Restate word for word the lines of the data below, from the first through the one that has "the control plane.".
::: EXTRACTED RECORDS
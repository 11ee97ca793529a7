//! Configuration for flowplane.

use std::net::{IpAddr, Ipv4Addr, SocketAddr};

use figment::providers::{Env, Format, Toml};
use figment::Figment;
use serde::Deserialize;

use crate::error::{FlowError, FlowResult};

/// Top-level configuration for the control plane.
#[derive(Debug, Clone, Deserialize, Default)]
pub struct FlowConfig {
    /// HTTP server configuration.
    #[serde(default)]
    pub server: ServerConfig,

    /// Database configuration.
    #[serde(default)]
    pub database: DatabaseConfig,

    /// Deploy backend configuration.
    #[serde(default)]
    pub backend: BackendConfig,

    /// Deployment behaviour configuration.
    #[serde(default)]
    pub deployment: DeploymentConfig,
}

impl FlowConfig {
    /// Load configuration from the default sources.
    ///
    /// Configuration is loaded in the following order (later sources override earlier):
    /// 1. Default values
    /// 2. `flowplane.toml` in the current directory (if present)
    /// 3. Environment variables with `FLOWPLANE_` prefix
    pub fn load() -> FlowResult<Self> {
        Figment::new()
            .merge(Toml::file("flowplane.toml"))
            .merge(Env::prefixed("FLOWPLANE_").split("__"))
            .extract()
            .map_err(|e| FlowError::Config(e.to_string()))
    }

    /// Load configuration from a specific TOML file.
    pub fn from_file(path: impl AsRef<std::path::Path>) -> FlowResult<Self> {
        Figment::new()
            .merge(Toml::file(path.as_ref()))
            .merge(Env::prefixed("FLOWPLANE_").split("__"))
            .extract()
            .map_err(|e| FlowError::Config(e.to_string()))
    }
}

/// HTTP server configuration.
#[derive(Debug, Clone, Deserialize)]
pub struct ServerConfig {
    /// Address to listen on.
    #[serde(default = "default_listen_addr")]
    pub listen_addr: SocketAddr,

    /// Request timeout in seconds.
    #[serde(default = "default_request_timeout_secs")]
    pub request_timeout_secs: u64,
}

fn default_listen_addr() -> SocketAddr {
    SocketAddr::new(IpAddr::V4(Ipv4Addr::UNSPECIFIED), 9393)
}

const fn default_request_timeout_secs() -> u64 {
    30
}

impl Default for ServerConfig {
    fn default() -> Self {
        Self {
            listen_addr: default_listen_addr(),
            request_timeout_secs: default_request_timeout_secs(),
        }
    }
}

/// Database configuration.
#[derive(Debug, Clone, Deserialize)]
pub struct DatabaseConfig {
    /// PostgreSQL connection URL.
    #[serde(default = "default_database_url")]
    pub url: String,

    /// Maximum number of connections in the pool.
    #[serde(default = "default_max_connections")]
    pub max_connections: u32,

    /// Connection timeout in seconds.
    #[serde(default = "default_connect_timeout_secs")]
    pub connect_timeout_secs: u64,
}

fn default_database_url() -> String {
    "postgres://localhost/flowplane".to_owned()
}

const fn default_max_connections() -> u32 {
    10
}

const fn default_connect_timeout_secs() -> u64 {
    5
}

impl Default for DatabaseConfig {
    fn default() -> Self {
        Self {
            url: default_database_url(),
            max_connections: default_max_connections(),
            connect_timeout_secs: default_connect_timeout_secs(),
        }
    }
}

/// Kind of deploy backend.
#[derive(Debug, Clone, Copy, PartialEq, Eq, Default, Deserialize)]
#[serde(rename_all = "snake_case")]
pub enum BackendKind {
    /// Remote deployer service over HTTP.
    #[default]
    Remote,

    /// In-memory mock for testing.
    Mock,
}

/// Deploy backend configuration.
#[derive(Debug, Clone, Deserialize)]
pub struct BackendConfig {
    /// Which backend to use.
    #[serde(default)]
    pub kind: BackendKind,

    /// Base URL of the remote deployer.
    #[serde(default = "default_backend_url")]
    pub url: String,

    /// Request timeout in seconds.
    #[serde(default = "default_backend_timeout_secs")]
    pub timeout_secs: u64,
}

fn default_backend_url() -> String {
    "http://localhost:9494".to_owned()
}

const fn default_backend_timeout_secs() -> u64 {
    60
}

impl Default for BackendConfig {
    fn default() -> Self {
        Self {
            kind: BackendKind::default(),
            url: default_backend_url(),
            timeout_secs: default_backend_timeout_secs(),
        }
    }
}

/// Deployment behaviour configuration.
#[derive(Debug, Clone, Deserialize)]
pub struct DeploymentConfig {
    /// How many times a transient backend failure is retried before the
    /// operation is surfaced as failed.
    #[serde(default = "default_retry_attempts")]
    pub retry_attempts: u32,

    /// Delay between retries in milliseconds.
    #[serde(default = "default_retry_backoff_ms")]
    pub retry_backoff_ms: u64,

    /// Maximum page size for stream listings.
    #[serde(default = "default_max_page_size")]
    pub max_page_size: u32,
}

const fn default_retry_attempts() -> u32 {
    2
}

const fn default_retry_backoff_ms() -> u64 {
    500
}

const fn default_max_page_size() -> u32 {
    2000
}

impl Default for DeploymentConfig {
    fn default() -> Self {
        Self {
            retry_attempts: default_retry_attempts(),
            retry_backoff_ms: default_retry_backoff_ms(),
            max_page_size: default_max_page_size(),
        }
    }
}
::::::
▶ _EXERCISE OUTPUT_:
repository 11ee97ca793529a7
//! Configuration for flowplane.

use std::net::{IpAddr, Ipv4Addr, SocketAddr};

use figment::providers::{Env, Format, Toml};
use figment::Figment;
use serde::Deserialize;

use crate::error::{FlowError, FlowResult};

/// Top-level configuration for the control plane.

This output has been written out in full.